Spokane International Airport sees drop in passengers, cargo
Spokane International Airport reported a 15 percent decline in passengers in the first quarter of the year compared with the same period in 2008.
In the first three months of the year, the airport handled 703,541 passenger boardings, down from 768,961 a year ago.
March traffic was down 13.6 percent from March 2008, the airport said Thursday.
Much of the decline was attributed to the departure last year of regional startup Express Jet, which drew about 20,000 passengers in the first three months of 2008. That service ended in September.
Carriers reporting fewer passengers in the first quarter include Frontier (down 36 percent), Horizon (down 23 percent), Delta (down 23 percent), United (down 11 percent), Southwest (down 9 percent) and Northwest (down 3 percent).
Some carriers have seen a boost in passengers since the first quarter of 2008. They include Alaska (up 12 percent), SkyWest (up 7 percent) and U.S. Airways (up 4 percent).
Cargo traffic is down sharply as well.
The airport saw a 14.7 percent drop in cargo quarter over quarter, with 11,416 tons moved in the first three months this year.
Mountain West Bank reports 58 percent decline in earnings
Coeur d’Alene-based Mountain West Bank reported earnings of $1.2 million for its first quarter of 2009, down 58 percent from the $2.8 million earned in the first quarter of 2008.
The results reflect a charge of $5 million placed in the bank’s loan loss reserve, said CEO Jon Hippler. In addition, the bank reported $349,000 in added expenses and losses from foreclosed real estate properties.
Total assets increased to $1.22 billion, an increase of 16 percent from first quarter 2008. Hippler said that gain is due to “organic growth” related to new business and additional customers.
The bank has 24 branches in Idaho, Washington and Utah.
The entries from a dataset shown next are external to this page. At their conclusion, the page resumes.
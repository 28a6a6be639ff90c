use super::*;

fn cfg() -> SinkConfig {
    SinkConfig {
        width: 2,
        height: 1,
        fps: Fps::new(30, 1).unwrap(),
        audio: None,
    }
}

#[test]
fn in_memory_sink_collects_frames_in_order() {
    let mut sink = InMemorySink::new();
    sink.begin(cfg()).unwrap();
    let frame = FrameRGBA::black(2, 1);
    sink.push_frame(FrameIndex(0), &frame).unwrap();
    sink.push_frame(FrameIndex(1), &frame).unwrap();
    let out = sink.end().unwrap();
    assert_eq!(out.chunks.len(), 2);
    assert_eq!(out.len(), 16);
    assert_eq!(sink.frames().len(), 2);
    assert_eq!(sink.config().unwrap().width, 2);
}

#[test]
fn in_memory_sink_rejects_out_of_order_and_unstarted_pushes() {
    let mut sink = InMemorySink::new();
    let frame = FrameRGBA::black(2, 1);
    assert!(sink.push_frame(FrameIndex(0), &frame).is_err());

    sink.begin(cfg()).unwrap();
    sink.push_frame(FrameIndex(3), &frame).unwrap();
    assert!(sink.push_frame(FrameIndex(3), &frame).is_err());
    assert!(sink.push_frame(FrameIndex(2), &frame).is_err());
}

#[test]
fn abort_clears_the_session() {
    let mut sink = InMemorySink::new();
    sink.begin(cfg()).unwrap();
    sink.abort();
    assert!(sink.was_aborted());
    assert!(sink.end().is_err());
}

#[test]
fn encoded_stream_concatenates_chunks() {
    let s = EncodedStream {
        chunks: vec![vec![1, 2], vec![], vec![3]],
        mime: "video/webm",
        extension: "webm",
    };
    assert!(!s.is_empty());
    assert_eq!(s.into_bytes(), vec![1, 2, 3]);
    assert!(EncodedStream::default().is_empty());
}
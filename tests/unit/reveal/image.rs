use super::*;
use crate::foundation::core::Point;
use crate::overlay::model::DEFAULT_FADE_IN_SECS;

fn img(start: f64, end: f64) -> ImageOverlay {
    ImageOverlay {
        url: "mage.jpg".to_owned(),
        position: Point::new(820.0, 400.0),
        start_time: start,
        end_time: end,
    }
}

#[test]
fn fade_example_values() {
    let o = img(6.0, 10.0);
    let half = reveal_image(&o, 6.5, true, DEFAULT_FADE_IN_SECS).unwrap();
    assert!((half.opacity - 0.5).abs() < 1e-6);
    let full = reveal_image(&o, 7.0, true, DEFAULT_FADE_IN_SECS).unwrap();
    assert_eq!(full.opacity, 1.0);
    assert!(reveal_image(&o, 11.0, true, DEFAULT_FADE_IN_SECS).is_none());
    assert!(reveal_image(&o, 5.9, true, DEFAULT_FADE_IN_SECS).is_none());
}

#[test]
fn not_loaded_is_not_visible() {
    let o = img(0.0, 10.0);
    assert!(reveal_image(&o, 5.0, false, DEFAULT_FADE_IN_SECS).is_none());
}

#[test]
fn opacity_is_clamped_and_non_decreasing() {
    let o = img(2.0, 9.0);
    let mut prev = 0.0f32;
    for i in 0..=700 {
        let t = 2.0 + f64::from(i) * 0.01;
        let r = reveal_image(&o, t, true, DEFAULT_FADE_IN_SECS).unwrap();
        assert!((0.0..=1.0).contains(&r.opacity));
        assert!(r.opacity >= prev);
        if t >= 3.0 {
            assert_eq!(r.opacity, 1.0);
        }
        prev = r.opacity;
    }
}

#[test]
fn zero_fade_is_immediately_opaque() {
    let o = img(1.0, 2.0);
    assert_eq!(reveal_image(&o, 1.0, true, 0.0).unwrap().opacity, 1.0);
}

#[test]
fn inverted_window_never_shows() {
    let o = img(5.0, 4.0);
    assert!(reveal_image(&o, 4.5, true, DEFAULT_FADE_IN_SECS).is_none());
    assert!(reveal_image(&o, 5.0, true, DEFAULT_FADE_IN_SECS).is_none());
}
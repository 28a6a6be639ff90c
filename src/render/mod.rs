//! Raster backend: executes frame plans on a `vello_cpu` surface.

/// Frame buffers exchanged with sources and sinks.
pub mod backend;
/// CSS color token resolution.
pub mod color;
/// The CPU compositor.
pub mod cpu;
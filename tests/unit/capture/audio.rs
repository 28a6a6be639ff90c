use super::*;

fn pcm(frames: usize) -> AudioPcm {
    AudioPcm {
        sample_rate: 8_000,
        channels: 2,
        interleaved_f32: vec![0.25; frames * 2],
    }
}

#[test]
fn tap_writes_f32le_and_removes_file_on_drop() {
    let dir = tempfile::tempdir().unwrap();
    let tap = AudioTap::from_pcm_in(dir.path(), &pcm(4_000)).unwrap();
    let path = tap.path().to_path_buf();
    assert_eq!(std::fs::metadata(&path).unwrap().len(), 4_000 * 2 * 4);
    assert!((tap.duration_sec() - 0.5).abs() < 1e-9);

    let cfg = tap.input_config();
    assert_eq!(cfg.path, path);
    assert_eq!((cfg.sample_rate, cfg.channels), (8_000, 2));

    drop(tap);
    assert!(!path.exists());
}

#[test]
fn taps_get_distinct_files() {
    let dir = tempfile::tempdir().unwrap();
    let a = AudioTap::from_pcm_in(dir.path(), &pcm(1)).unwrap();
    let b = AudioTap::from_pcm_in(dir.path(), &pcm(1)).unwrap();
    assert_ne!(a.path(), b.path());
}

#[test]
fn invalid_pcm_or_directory_is_unavailable() {
    let dir = tempfile::tempdir().unwrap();
    let mut bad = pcm(1);
    bad.channels = 0;
    assert_eq!(
        AudioTap::from_pcm_in(dir.path(), &bad).unwrap_err().kind(),
        crate::foundation::error::ErrorKind::ResourceUnavailable
    );
    let missing = dir.path().join("missing");
    assert!(AudioTap::from_pcm_in(&missing, &pcm(1)).is_err());
}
Long-term mortgage rates fall to record low of 4.78 percent
Rates on 30-year mortgages tied a record low this week, spurring refinancing activity as the troubled housing market moves closer to possibly hitting the bottom, Freddie Mac said Thursday.
Average rates on 30-year fixed mortgages, the most popular loan among home buyers, slid to 4.78 percent from 4.8 percent last week, Freddie Mac said. Last year at this time, the average rate on a 30-year mortgage was 6.06 percent.
The all-time low of 4.78 percent was recorded the week of April 2. Freddie Mac’s annual survey dates back to 1971.
Low mortgage rates have led to more refinancing activity since rates first fell dramatically in the winter. Rates slid again after the Federal Reserve said last month it would buy $1.2 trillion in mortgage-backed securities and $300 billion in long-term government debt, which traditionally influences rates on 30-year home loans.
Freddie Mac said the average rate on a 15-year fixed-rate mortgage was 4.48 percent this week, unchanged for the third straight week.